Het was een van de keerzijdes van “uniform apps” én de toename van variatie in aantal iOS apparaten: apps voor iOS werden langzaam maar zeker belachelijk groot.
En dat merkte je vooral als je baas je zo’n 8GB iPhone gaf maar ook op een 16GB iPhone of iPad, zeker als je niet afhankelijk wilde zijn van een internetverbinding voor het bekijken van je foto’s, vaak problemen.
Hiernaast zie je de top-verbruikers van ruimte op een nog “lege” iPad Mini. D.w.z. dat er nog geen lokale bestanden op staan, dit zijn alleen de applicaties. Daarom ook nog geen vermelding van de foto’s, die op mijn vorige iPad Mini ook zo’n 600MB aan opslagruimte claimden. Garageband is de eerste app die nu (weer) op het lijstje staat om er vanaf te verdwijnen, niet alleen is hij enorm groot (727MB) maar het is ook een app die voor mij alleen “leuk” is. Op plek 2 staat iMovie met 705MB voor alleen de applicatie en dat is er eentje die je als iPhone gebruiker toch zeker ook beschikbaar wilt hebben. Zeker als je van die 4K video’s maakt op een iPhone 6s of zo. De Microsoft Office apps, de Apple en Google equivalenten vormen zo ongeveer de rest van de topverbruikers van ruimte.
Hoe komt dit en waarom waren ze eerst kleiner?

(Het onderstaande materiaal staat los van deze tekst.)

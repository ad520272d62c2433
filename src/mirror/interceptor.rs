//! Mutation Interceptor
//!
//! One entry point per legacy mutation pathway. `before` gates query-based
//! single-document mutations on filter uniqueness and is the only place an
//! error leaves this module. The `on_*` handlers run after the legacy write
//! has committed: each one does at most one extra legacy read, maps through
//! the Field Mapper, and issues exactly one target write. Their failures are
//! logged and swallowed.

use std::fmt;
use std::sync::Arc;

use bson::{doc, Bson, Document};
use tracing::{debug, warn};

use crate::config::MirrorOptions;
use crate::db::filter::strip_undefined;
use crate::db::store::{DocumentStore, ID_FIELD};
use crate::mirror::mapper::FieldMapper;
use crate::mirror::unique::UniqueIndexes;
use crate::mirror::writer::{MirrorOperation, MirrorOutcome, MirrorStats, MirrorStatsSnapshot, MirrorWriter};
use crate::types::{MirrorError, Result};

/// A committed (or about to be committed) legacy mutation
#[derive(Debug, Clone, PartialEq)]
pub enum Mutation {
    /// Document created or fully rewritten; carries the saved document
    Save(Document),
    /// `updateOne` keyed by a filter
    QueryUpdate(Document),
    /// `deleteOne` keyed by a filter
    QueryDelete(Document),
    /// `deleteMany` keyed by a filter
    BulkDelete(Document),
    /// Delete of a loaded document instance; carries its identity
    IdentityDelete(Bson),
    /// `findOneAndUpdate`; carries the returned document (either image)
    FindAndUpdate(Document),
    /// `findOneAndDelete` / `findOneAndRemove`; carries the removed document
    FindAndDelete(Document),
}

impl Mutation {
    /// Name of the legacy operation, for logs and rejections
    pub fn operation(&self) -> &'static str {
        match self {
            Self::Save(_) => "save",
            Self::QueryUpdate(_) => "updateOne",
            Self::QueryDelete(_) => "deleteOne",
            Self::BulkDelete(_) => "deleteMany",
            Self::IdentityDelete(_) => "remove",
            Self::FindAndUpdate(_) => "findOneAndUpdate",
            Self::FindAndDelete(_) => "findOneAndDelete",
        }
    }
}

impl fmt::Display for Mutation {
    fn fmt(&self, f: &mut fmt::Formatter<'_>) -> fmt::Result {
        match self {
            Self::IdentityDelete(id) => write!(f, "{} {}", self.operation(), id),
            Self::Save(doc)
            | Self::QueryUpdate(doc)
            | Self::QueryDelete(doc)
            | Self::BulkDelete(doc)
            | Self::FindAndUpdate(doc)
            | Self::FindAndDelete(doc) => write!(f, "{} {}", self.operation(), doc),
        }
    }
}

/// Write-path mirroring engine
pub struct MirrorEngine {
    writer: MirrorWriter,
    mapper: Arc<dyn FieldMapper>,
    unique: UniqueIndexes,
    stats: Arc<MirrorStats>,
}

impl MirrorEngine {
    /// Create an engine for one legacy collection
    ///
    /// `unique` describes the legacy collection's unique indexes and is
    /// fixed for the engine's lifetime.
    pub fn new(options: MirrorOptions, unique: UniqueIndexes) -> Self {
        let stats = Arc::new(MirrorStats::default());
        Self {
            writer: MirrorWriter::with_stats(options.target, stats.clone()),
            mapper: options.mapper,
            unique,
            stats,
        }
    }

    pub fn unique_indexes(&self) -> &UniqueIndexes {
        &self.unique
    }

    pub fn target(&self) -> &Arc<dyn DocumentStore> {
        self.writer.target()
    }

    pub fn stats(&self) -> MirrorStatsSnapshot {
        self.stats.snapshot()
    }

    /// Gate a mutation before it runs on the legacy side
    ///
    /// Single-document query mutations whose filter cannot be certified
    /// unique are rejected; everything else passes.
    pub fn before(&self, mutation: &Mutation) -> Result<()> {
        match mutation {
            Mutation::QueryUpdate(filter) | Mutation::QueryDelete(filter) => {
                if self.unique.certify(filter) {
                    Ok(())
                } else {
                    warn!(
                        mutation = %mutation,
                        "rejecting mutation: filter does not cover a unique index"
                    );
                    Err(MirrorError::AmbiguousFilter {
                        operation: mutation.operation().to_string(),
                        filter: filter.to_string(),
                    })
                }
            }
            _ => Ok(()),
        }
    }

    /// Mirror a committed legacy mutation
    ///
    /// `legacy` is the collection the mutation ran against, used for
    /// re-fetching post-images.
    pub async fn after(&self, legacy: &dyn DocumentStore, mutation: Mutation) -> MirrorOutcome {
        match mutation {
            Mutation::Save(doc) => self.on_save(&doc).await,
            Mutation::QueryUpdate(filter) => self.on_query_update(legacy, &filter).await,
            Mutation::QueryDelete(filter) => self.on_query_delete(&filter).await,
            Mutation::BulkDelete(filter) => self.on_bulk_delete(&filter).await,
            Mutation::IdentityDelete(id) => self.on_identity_delete(&id).await,
            Mutation::FindAndUpdate(doc) => self.on_find_and_update(legacy, &doc).await,
            Mutation::FindAndDelete(doc) => self.on_find_and_delete(&doc).await,
        }
    }

    /// Document saved: map it and upsert
    pub async fn on_save(&self, doc: &Document) -> MirrorOutcome {
        let planned = self.upsert_for(doc);
        self.run("save", planned).await
    }

    /// Query update committed: re-fetch by the same filter, map, upsert
    pub async fn on_query_update(&self, legacy: &dyn DocumentStore, filter: &Document) -> MirrorOutcome {
        let planned = match legacy.find_one(filter.clone()).await {
            Ok(Some(doc)) => self.upsert_for(&doc),
            Ok(None) => Err(MirrorError::Database(format!(
                "updated document no longer matches {}",
                filter
            ))),
            Err(e) => Err(e),
        };
        self.run("updateOne", planned).await
    }

    /// Query delete committed: map the filter itself and delete one
    pub async fn on_query_delete(&self, filter: &Document) -> MirrorOutcome {
        let planned = self.target_filter(filter).map(MirrorOperation::DeleteOne);
        self.run("deleteOne", planned).await
    }

    /// Bulk delete committed: map the filter itself and delete many
    pub async fn on_bulk_delete(&self, filter: &Document) -> MirrorOutcome {
        let planned = self.target_filter(filter).map(MirrorOperation::DeleteMany);
        self.run("deleteMany", planned).await
    }

    /// Loaded document deleted: delete by identity, no mapping involved
    pub async fn on_identity_delete(&self, id: &Bson) -> MirrorOutcome {
        self.run("remove", Ok(MirrorOperation::DeleteOne(doc! { ID_FIELD: id.clone() })))
            .await
    }

    /// Find-and-delete returned the removed document: delete by its identity
    pub async fn on_find_and_delete(&self, doc: &Document) -> MirrorOutcome {
        let planned = identity_of(doc).map(|id| MirrorOperation::DeleteOne(doc! { ID_FIELD: id }));
        self.run("findOneAndDelete", planned).await
    }

    /// Find-and-update returned some image: re-fetch the post-image by identity
    pub async fn on_find_and_update(&self, legacy: &dyn DocumentStore, doc: &Document) -> MirrorOutcome {
        let planned = match identity_of(doc) {
            Ok(id) => match legacy.find_one(doc! { ID_FIELD: id.clone() }).await {
                Ok(Some(current)) => self.upsert_for(&current),
                Ok(None) => Err(MirrorError::Database(format!(
                    "updated document {} vanished before it could be mirrored",
                    id
                ))),
                Err(e) => Err(e),
            },
            Err(e) => Err(e),
        };
        self.run("findOneAndUpdate", planned).await
    }

    /// Map a full legacy document into an upsert, checking identity survives
    fn upsert_for(&self, doc: &Document) -> Result<MirrorOperation> {
        let id = identity_of(doc)?;
        let mapped = self.mapper.map(doc)?;

        match mapped.get(ID_FIELD) {
            Some(mapped_id) if *mapped_id == id => Ok(MirrorOperation::Upsert(mapped)),
            Some(mapped_id) => Err(MirrorError::InvalidShape(format!(
                "mapper changed {} from {} to {}",
                ID_FIELD, id, mapped_id
            ))),
            None => Err(MirrorError::InvalidShape(format!(
                "mapper dropped {} of {}",
                ID_FIELD, id
            ))),
        }
    }

    /// Translate a legacy filter into a clean target filter
    fn target_filter(&self, filter: &Document) -> Result<Document> {
        let mapped = strip_undefined(self.mapper.map(filter)?);

        // An emptied filter would delete the whole target collection
        if mapped.is_empty() && !filter.is_empty() {
            return Err(MirrorError::InvalidShape(format!(
                "filter {} maps to an empty target filter",
                filter
            )));
        }

        debug!(filter = %filter, target_filter = %mapped, "mapped legacy filter");
        Ok(mapped)
    }

    /// Hand a planned operation to the writer, or log why there is none
    async fn run(&self, operation: &'static str, planned: Result<MirrorOperation>) -> MirrorOutcome {
        match planned {
            Ok(op) => {
                debug!(operation, mirror = %op, "mirroring");
                self.writer.mirror(op).await
            }
            Err(e) => {
                warn!(
                    operation,
                    collection = self.writer.target().name(),
                    error = %e,
                    "mirror skipped"
                );
                self.stats.record_failure();
                MirrorOutcome::Failed
            }
        }
    }
}

fn identity_of(doc: &Document) -> Result<Bson> {
    match doc.get(ID_FIELD) {
        Some(Bson::Undefined) | None => Err(MirrorError::InvalidShape(format!(
            "legacy document has no {}: {}",
            ID_FIELD, doc
        ))),
        Some(id) => Ok(id.clone()),
    }
}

De reden hiervoor is simpel. Er was een tijd dat er alleen apps voor de iPhone waren. Daar kwam de iPad later bij. In eerste instantie maakten ontwikkelaars apps voor ofwel de iPhone ofwel de iPad. Later konden die gecombineerd worden in “Universal Apps”. Dat was fijn voor de gebruiker, want het betekende ook dat je bij betaalde applicaties er maar één hoefde aan te schaffen, ook als je een iPhone én iPad had en de app op beide plekken wilde gebruiken.
Maar, hoewel het aantal verschillende iOS apparaten nog steeds een stuk kleiner is dan bij Android, is de “versnippering” ook bij Apple groter geworden: er kwamen apparaten met 64 bits processoren, naast de apparaten met 32 bits processoren. Apparaten met een retina-scherm naast de apparaten zonder. Apparaten in verschillende afmetingen (iPhones in verschillende maten, de iPad, iPad Mini en nu de iPad pro) en tot nu toe krijg je voor al die apparaten alle benodigde code aangeboden als je een app downloadt.
Het idee van “asset slicing” is dat je alleen die delen van de code krijgt die voor jou noodzakelijk en relevant zijn. Dus als je een 64 bits processor hebt, dan krijg je niet langer de specifieke 32 bits code. Heb jij geen retina-scherm, dan krijg je ook die graphics niet.
De winst in afmetingen van de applicaties zal moeten blijken. De snelheid van invoeren zal ook een beetje afhangen van de hoeveelheid werk die een app-ontwikkelaar moet doen. En zelfs een 50% reductie neemt niet weg dat apps die van een paar honderd MB wel erg groot zijn.
In de Google Play store zul je die niet tegen komen. Google heeft pas onlangs de maximale omvang van apps die via die weg aangeboden worden verhoogd van 50MB naar 100MB. Google gaat er vanuit dat als het écht nodig is meer code te gebruiken voor apps, bijvoorbeeld vanwege het ondersteunen van veel verschillende apparaten, het dan beter is om meerdere app-versies te maken.
Hoe dan ook, er zijn gelukkig ook nog iOS apps die laten zien dat het compact kan. Daarom, als compliment aan die apps, ook even het lijstje van de apps met de kleinste omvang op mijn iPad. Daarbij dan wel de aantekening dat iBooks snel in omvang zal stijgen als ik de boeken die ik er normaal op heb staan weer opnieuw download en ook HERE Maps zal snel in omvang stijgen als ik een offline kaart toevoeg.
Maar toch, ook op iOS kun je dus compacte programma’s maken, zelfs zonder slicing.